What to produce: Find every line in the records below that holds the word "except", and copy each one.

Material for this exercise:
--- START ---

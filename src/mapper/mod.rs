//! Conversions between wire DTOs and storage models.
//!
//! Every conversion is a plain function or `From` impl. Update DTOs become
//! change sets without losing the omitted/null distinction carried by
//! [`Patch`](crate::models::patch::Patch).

pub mod label;
pub mod task;
pub mod task_status;
pub mod user;
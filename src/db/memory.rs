//! Embedded in-memory engine.
//!
//! Enforces the same constraints as the PostgreSQL schema: unique keys,
//! required references on insert/update, and restrict-on-delete.

use std::collections::{BTreeMap, BTreeSet};

use async_trait::async_trait;
use chrono::Utc;
use tokio::sync::RwLock;

use super::Store;
use crate::errors::AppError;
use crate::mapper;
use crate::models::label::{Label, LabelChanges, NewLabel};
use crate::models::pagination::Pagination;
use crate::models::task::{NewTask, Task, TaskChanges, TaskFilter};
use crate::models::task_status::{NewTaskStatus, TaskStatus, TaskStatusChanges};
use crate::models::user::{NewUser, User, UserChanges};

#[derive(Debug, Default)]
struct Tables {
    sequences: Sequences,
    users: BTreeMap<i64, User>,
    statuses: BTreeMap<i64, TaskStatus>,
    labels: BTreeMap<i64, Label>,
    tasks: BTreeMap<i64, Task>,
}

/// One id sequence per table, like `BIGSERIAL` columns.
#[derive(Debug, Default)]
struct Sequences {
    users: i64,
    statuses: i64,
    labels: i64,
    tasks: i64,
}

fn next_val(seq: &mut i64) -> i64 {
    *seq += 1;
    *seq
}

impl Tables {

    fn email_taken(&self, email: &str, except: Option<i64>) -> bool {
        self.users
            .values()
            .any(|u| u.email.eq_ignore_ascii_case(email) && Some(u.id) != except)
    }

    fn check_status_unique(&self, name: Option<&str>, slug: Option<&str>, except: Option<i64>) -> Result<(), AppError> {
        for s in self.statuses.values().filter(|s| Some(s.id) != except) {
            if name == Some(s.name.as_str()) {
                return Err(AppError::Conflict(format!(
                    "Task status with name '{}' already exists",
                    s.name
                )));
            }
            if slug == Some(s.slug.as_str()) {
                return Err(AppError::Conflict(format!(
                    "Task status with slug '{}' already exists",
                    s.slug
                )));
            }
        }
        Ok(())
    }

    fn label_taken(&self, name: &str, except: Option<i64>) -> bool {
        self.labels
            .values()
            .any(|l| l.name == name && Some(l.id) != except)
    }

    /// Reject dangling references the way foreign keys would.
    fn check_task_refs(
        &self,
        status_id: i64,
        assignee_id: Option<i64>,
        label_ids: &BTreeSet<i64>,
    ) -> Result<(), AppError> {
        if !self.statuses.contains_key(&status_id) {
            return Err(AppError::NotFound(format!("Task status {status_id} not found")));
        }
        if let Some(id) = assignee_id {
            if !self.users.contains_key(&id) {
                return Err(AppError::NotFound(format!("User {id} not found")));
            }
        }
        if let Some(id) = label_ids.iter().find(|id| !self.labels.contains_key(id)) {
            return Err(AppError::NotFound(format!("Label {id} not found")));
        }
        Ok(())
    }

    /// Copy a task out with its current status slug.
    fn hydrate(&self, task: &Task) -> Task {
        let mut task = task.clone();
        if let Some(status) = self.statuses.get(&task.status_id) {
            task.status_slug = status.slug.clone();
        }
        task
    }
}

/// In-memory store guarded by a single async `RwLock`.
#[derive(Debug, Default)]
pub struct MemoryStore {
    tables: RwLock<Tables>,
}

impl MemoryStore {
    pub fn new() -> Self {
        Self::default()
    }
}

#[async_trait]
impl Store for MemoryStore {
    async fn ping(&self) -> Result<(), AppError> {
        let _ = self.tables.read().await;
        Ok(())
    }

    async fn insert_user(&self, user: NewUser) -> Result<User, AppError> {
        let mut t = self.tables.write().await;
        if t.email_taken(&user.email, None) {
            return Err(AppError::Conflict(format!(
                "User with email '{}' already exists",
                user.email
            )));
        }
        let now = Utc::now();
        let row = User {
            id: next_val(&mut t.sequences.users),
            email: user.email,
            first_name: user.first_name,
            last_name: user.last_name,
            password_hash: user.password_hash,
            is_admin: user.is_admin,
            created_at: now,
            updated_at: now,
        };
        t.users.insert(row.id, row.clone());
        Ok(row)
    }

    async fn list_users(&self) -> Result<Vec<User>, AppError> {
        Ok(self.tables.read().await.users.values().cloned().collect())
    }

    async fn find_user(&self, id: i64) -> Result<Option<User>, AppError> {
        Ok(self.tables.read().await.users.get(&id).cloned())
    }

    async fn find_user_by_email(&self, email: &str) -> Result<Option<User>, AppError> {
        let t = self.tables.read().await;
        Ok(t.users
            .values()
            .find(|u| u.email.eq_ignore_ascii_case(email))
            .cloned())
    }

    async fn update_user(&self, id: i64, changes: UserChanges) -> Result<Option<User>, AppError> {
        let mut t = self.tables.write().await;
        if !t.users.contains_key(&id) {
            return Ok(None);
        }
        if let Some(ref email) = changes.email {
            if t.email_taken(email, Some(id)) {
                return Err(AppError::Conflict(format!(
                    "User with email '{email}' already exists"
                )));
            }
        }
        let Some(user) = t.users.get_mut(&id) else {
            return Ok(None);
        };
        mapper::user::apply_changes(user, changes);
        user.updated_at = Utc::now();
        Ok(Some(user.clone()))
    }

    async fn delete_user(&self, id: i64) -> Result<bool, AppError> {
        let mut t = self.tables.write().await;
        if !t.users.contains_key(&id) {
            return Ok(false);
        }
        if t.tasks.values().any(|task| task.assignee_id == Some(id)) {
            return Err(AppError::InUse(format!(
                "User {id} is assigned to a task and cannot be deleted"
            )));
        }
        Ok(t.users.remove(&id).is_some())
    }

    async fn insert_status(&self, status: NewTaskStatus) -> Result<TaskStatus, AppError> {
        let mut t = self.tables.write().await;
        t.check_status_unique(Some(&status.name), Some(&status.slug), None)?;
        let row = TaskStatus {
            id: next_val(&mut t.sequences.statuses),
            name: status.name,
            slug: status.slug,
            created_at: Utc::now(),
        };
        t.statuses.insert(row.id, row.clone());
        Ok(row)
    }

    async fn list_statuses(&self) -> Result<Vec<TaskStatus>, AppError> {
        Ok(self.tables.read().await.statuses.values().cloned().collect())
    }

    async fn find_status(&self, id: i64) -> Result<Option<TaskStatus>, AppError> {
        Ok(self.tables.read().await.statuses.get(&id).cloned())
    }

    async fn find_status_by_slug(&self, slug: &str) -> Result<Option<TaskStatus>, AppError> {
        let t = self.tables.read().await;
        Ok(t.statuses.values().find(|s| s.slug == slug).cloned())
    }

    async fn update_status(
        &self,
        id: i64,
        changes: TaskStatusChanges,
    ) -> Result<Option<TaskStatus>, AppError> {
        let mut t = self.tables.write().await;
        if !t.statuses.contains_key(&id) {
            return Ok(None);
        }
        t.check_status_unique(changes.name.as_deref(), changes.slug.as_deref(), Some(id))?;
        let Some(status) = t.statuses.get_mut(&id) else {
            return Ok(None);
        };
        mapper::task_status::apply_changes(status, changes);
        Ok(Some(status.clone()))
    }

    async fn delete_status(&self, id: i64) -> Result<bool, AppError> {
        let mut t = self.tables.write().await;
        if !t.statuses.contains_key(&id) {
            return Ok(false);
        }
        if t.tasks.values().any(|task| task.status_id == id) {
            return Err(AppError::InUse(format!(
                "Task status {id} is used by a task and cannot be deleted"
            )));
        }
        Ok(t.statuses.remove(&id).is_some())
    }

    async fn insert_label(&self, label: NewLabel) -> Result<Label, AppError> {
        let mut t = self.tables.write().await;
        if t.label_taken(&label.name, None) {
            return Err(AppError::Conflict(format!(
                "Label with name '{}' already exists",
                label.name
            )));
        }
        let row = Label {
            id: next_val(&mut t.sequences.labels),
            name: label.name,
            created_at: Utc::now(),
        };
        t.labels.insert(row.id, row.clone());
        Ok(row)
    }

    async fn list_labels(&self) -> Result<Vec<Label>, AppError> {
        Ok(self.tables.read().await.labels.values().cloned().collect())
    }

    async fn find_label(&self, id: i64) -> Result<Option<Label>, AppError> {
        Ok(self.tables.read().await.labels.get(&id).cloned())
    }

    async fn find_label_by_name(&self, name: &str) -> Result<Option<Label>, AppError> {
        let t = self.tables.read().await;
        Ok(t.labels.values().find(|l| l.name == name).cloned())
    }

    async fn update_label(&self, id: i64, changes: LabelChanges) -> Result<Option<Label>, AppError> {
        let mut t = self.tables.write().await;
        if !t.labels.contains_key(&id) {
            return Ok(None);
        }
        if let Some(ref name) = changes.name {
            if t.label_taken(name, Some(id)) {
                return Err(AppError::Conflict(format!(
                    "Label with name '{name}' already exists"
                )));
            }
        }
        let Some(label) = t.labels.get_mut(&id) else {
            return Ok(None);
        };
        mapper::label::apply_changes(label, changes);
        Ok(Some(label.clone()))
    }

    async fn delete_label(&self, id: i64) -> Result<bool, AppError> {
        let mut t = self.tables.write().await;
        if !t.labels.contains_key(&id) {
            return Ok(false);
        }
        if t.tasks.values().any(|task| task.label_ids.contains(&id)) {
            return Err(AppError::InUse(format!(
                "Label {id} is attached to a task and cannot be deleted"
            )));
        }
        Ok(t.labels.remove(&id).is_some())
    }

    async fn insert_task(&self, task: NewTask) -> Result<Task, AppError> {
        let mut t = self.tables.write().await;
        t.check_task_refs(task.status_id, task.assignee_id, &task.label_ids)?;
        let row = Task {
            id: next_val(&mut t.sequences.tasks),
            index: task.index,
            name: task.name,
            description: task.description,
            status_id: task.status_id,
            status_slug: String::new(),
            assignee_id: task.assignee_id,
            label_ids: task.label_ids,
            created_at: Utc::now(),
        };
        t.tasks.insert(row.id, row.clone());
        Ok(t.hydrate(&row))
    }

    async fn list_tasks(
        &self,
        filter: &TaskFilter,
        pagination: &Pagination,
    ) -> Result<(Vec<Task>, i64), AppError> {
        let t = self.tables.read().await;
        let matching: Vec<Task> = t
            .tasks
            .values()
            .map(|task| t.hydrate(task))
            .filter(|task| filter.matches(task))
            .collect();
        let total = matching.len() as i64;
        let items = matching
            .into_iter()
            .skip(usize::try_from(pagination.offset()).unwrap_or(usize::MAX))
            .take(usize::try_from(pagination.limit()).unwrap_or(1))
            .collect();
        Ok((items, total))
    }

    async fn find_task(&self, id: i64) -> Result<Option<Task>, AppError> {
        let t = self.tables.read().await;
        Ok(t.tasks.get(&id).map(|task| t.hydrate(task)))
    }

    async fn update_task(&self, id: i64, changes: TaskChanges) -> Result<Option<Task>, AppError> {
        let mut t = self.tables.write().await;
        let Some(current) = t.tasks.get(&id) else {
            return Ok(None);
        };
        let mut updated = current.clone();
        mapper::task::apply_changes(&mut updated, changes);
        t.check_task_refs(updated.status_id, updated.assignee_id, &updated.label_ids)?;
        let updated = t.hydrate(&updated);
        t.tasks.insert(id, updated.clone());
        Ok(Some(updated))
    }

    async fn delete_task(&self, id: i64) -> Result<bool, AppError> {
        Ok(self.tables.write().await.tasks.remove(&id).is_some())
    }
}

--- END ---

Exercise answer:
    fn email_taken(&self, email: &str, except: Option<i64>) -> bool {
            .any(|u| u.email.eq_ignore_ascii_case(email) && Some(u.id) != except)
    fn check_status_unique(&self, name: Option<&str>, slug: Option<&str>, except: Option<i64>) -> Result<(), AppError> {
        for s in self.statuses.values().filter(|s| Some(s.id) != except) {
    fn label_taken(&self, name: &str, except: Option<i64>) -> bool {
            .any(|l| l.name == name && Some(l.id) != except)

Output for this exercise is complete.